“Let Me Think About It.”

Crushing.
Feels personal.
Sprinkles not-good-enough pop rocks all over my enthusiastic, hopeful heart.

I was running an experiment. Instead of just cleaning house, I was reframing it in my mind as “chop wood, carry water.” Minimalism for the nervous system — theirs and mine.

When I heard “let me think about it,” my shame child came and sat in my lap. At my invitation.

Why didn’t that fly?

Was it because I said… blah, blah, blah?
There’s the rehearsing.
There’s second-guessing holding hands with self-doubt.

I thought I had exiled those two.
Nope. They’ve just been building forts in an empty field while I asked for space.

Now I feel dejected. Uncertain. What did I do wrong?

Remember: I’m a beginner. And I’m not desperate (yet).

Gus once said I’d need patience after he died.
He wasn’t wrong.
I’m not very good at patience.

I move from extreme to extreme at the speed of light. It’s learned behavior, wrapped in a buoyant personality. But watch what happens when I get a “think” — which can feel as good as a no thank you.

Bye.

It stings.

Still, I like the idea of building frustration tolerance. That seems part and parcel to risk. To being a beginner. To sucking at something before finding steadier ground. The alleged journey toward “expert.”

Am I not enjoying the journey?
Am I a waste of space, as they used to say?

It’s up to me to regulate my wild emotional children who prefer the outer edges.

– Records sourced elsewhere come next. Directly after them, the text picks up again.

use axum::Router;
use axum::body::Body;
use axum::extract::Extension;
use axum::http::Request;
use axum::middleware;
use axum::routing::get;
use tower::ServiceExt;

use recap::infrastructure::observability::{
    REQUEST_ID_HEADER, RequestId, TracingConfig, init_tracing, request_id_middleware,
};

fn echo_router() -> Router {
    Router::new()
        .route(
            "/",
            get(|Extension(id): Extension<RequestId>| async move { id.to_string() }),
        )
        .layer(middleware::from_fn(request_id_middleware))
}

#[test]
fn given_request_id_header_constant_when_accessed_then_returns_correct_value() {
    assert_eq!(REQUEST_ID_HEADER, "x-request-id");
}

#[test]
fn given_request_id_when_created_then_exposes_value() {
    let request_id = RequestId::new("test-123");

    assert_eq!(request_id.as_str(), "test-123");
    assert_eq!(request_id.clone(), request_id);
}

#[test]
fn given_generated_request_ids_when_compared_then_differ() {
    assert_ne!(RequestId::generate(), RequestId::generate());
}

#[tokio::test]
async fn given_inbound_request_id_when_handled_then_handler_and_response_see_it() {
    let response = echo_router()
        .oneshot(
            Request::builder()
                .uri("/")
                .header(REQUEST_ID_HEADER, "abc-123")
                .body(Body::empty())
                .unwrap(),
        )
        .await
        .unwrap();

    assert_eq!(response.headers()[REQUEST_ID_HEADER], "abc-123");
    let body = axum::body::to_bytes(response.into_body(), usize::MAX)
        .await
        .unwrap();
    assert_eq!(&body[..], b"abc-123");
}

#[tokio::test]
async fn given_no_request_id_when_handled_then_one_is_generated() {
    let response = echo_router()
        .oneshot(Request::builder().uri("/").body(Body::empty()).unwrap())
        .await
        .unwrap();

    let header = response.headers()[REQUEST_ID_HEADER].to_str().unwrap();
    assert_eq!(header.len(), 36);
}

#[test]
fn given_default_config_when_created_then_filter_targets_crate() {
    let config = TracingConfig::default();

    assert!(!config.environment.is_empty());
    assert!(config.default_filter.contains("recap=debug"));
}

#[test]
fn given_subscriber_installed_when_initializing_again_then_does_not_panic() {
    let config = TracingConfig::default();

    init_tracing(&config);
    init_tracing(&config);
}
use std::collections::BTreeMap;

use axum::Json;
use axum::http::{HeaderName, HeaderValue, StatusCode};
use axum::response::{IntoResponse, Response};
use serde::{Deserialize, Serialize};
use serde_json::{Value, json};

use crate::application::services::{ErrorKind, PipelineError};

const CONTENT_TYPE: &str = "Content-Type";
const ALLOW_ORIGIN: &str = "Access-Control-Allow-Origin";

/// How error kinds surface as HTTP status codes.
///
/// `Compatible` keeps the historical contract where every failure is a 500.
#[derive(Debug, Clone, Copy, Default, PartialEq, Eq, Deserialize)]
#[serde(rename_all = "lowercase")]
pub enum ErrorStatusPolicy {
    #[default]
    Compatible,
    Strict,
}

impl ErrorStatusPolicy {
    pub fn status_for(&self, kind: ErrorKind) -> StatusCode {
        match self {
            ErrorStatusPolicy::Compatible => StatusCode::INTERNAL_SERVER_ERROR,
            ErrorStatusPolicy::Strict => match kind {
                ErrorKind::MissingParameter => StatusCode::BAD_REQUEST,
                ErrorKind::ObjectUnavailable => StatusCode::NOT_FOUND,
                ErrorKind::TranscriptionFailed => StatusCode::BAD_GATEWAY,
                ErrorKind::Timeout => StatusCode::GATEWAY_TIMEOUT,
                ErrorKind::Internal => StatusCode::INTERNAL_SERVER_ERROR,
            },
        }
    }
}

/// Status, headers and JSON body of every response this service emits.
#[derive(Debug, Clone, PartialEq, Serialize)]
#[serde(rename_all = "camelCase")]
pub struct ResponseEnvelope {
    pub status_code: u16,
    pub headers: BTreeMap<String, String>,
    pub body: Value,
}

impl ResponseEnvelope {
    pub fn new(status: StatusCode, body: Value) -> Self {
        let headers = BTreeMap::from([
            (CONTENT_TYPE.to_string(), "application/json".to_string()),
            (ALLOW_ORIGIN.to_string(), "*".to_string()),
        ]);
        Self {
            status_code: status.as_u16(),
            headers,
            body,
        }
    }

    pub fn ok<T: Serialize>(body: &T) -> Self {
        match serde_json::to_value(body) {
            Ok(value) => Self::new(StatusCode::OK, value),
            Err(e) => {
                tracing::error!(error = %e, "Failed to serialize response body");
                Self::error_message(StatusCode::INTERNAL_SERVER_ERROR, e.to_string())
            }
        }
    }

    pub fn error(error: &PipelineError, policy: ErrorStatusPolicy) -> Self {
        Self::error_message(policy.status_for(error.kind()), error.to_string())
    }

    pub fn error_message(status: StatusCode, message: impl Into<String>) -> Self {
        Self::new(status, json!({ "error": message.into() }))
    }

    pub fn status(&self) -> StatusCode {
        StatusCode::from_u16(self.status_code).unwrap_or(StatusCode::INTERNAL_SERVER_ERROR)
    }
}

impl IntoResponse for ResponseEnvelope {
    fn into_response(self) -> Response {
        let status = self.status();
        let mut response = (status, Json(self.body)).into_response();
        let headers = response.headers_mut();
        for (name, value) in &self.headers {
            if let (Ok(name), Ok(value)) = (
                HeaderName::from_bytes(name.as_bytes()),
                HeaderValue::from_str(value),
            ) {
                headers.insert(name, value);
            }
        }
        response
    }
}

Ambivalence is not their native language. It’s yay or nay. Move on. Move along.

But then come the shadows. The clouds. The dark vapors rising from the basement.

What now?

Pause.

Feel the shame creep into my cheeks.
Feel the energy drain down my legs and out my toes.

Is this the moment I self-abandon?
Make it about not being enough?
Who do I think I am?

Not exactly confidence building.

Here’s the rub with wabi sabi: the practice of accepting impermanence and imperfection — as best one can.

Is anything ever perfect? Only in flashes, by my reckoning. Every moment carries mixed weather.

What am I feeling right now?

Disappointment.
And also a steadying hand on my own shoulder.

“Let me think about it.”

Sunlight streaming through the windows. Spring arriving anyway.

A small pulse of pride — I wish it were bigger — that I spoke out loud about experimenting with expectations and nervous system regulation for myself and my new house-cleaning clients.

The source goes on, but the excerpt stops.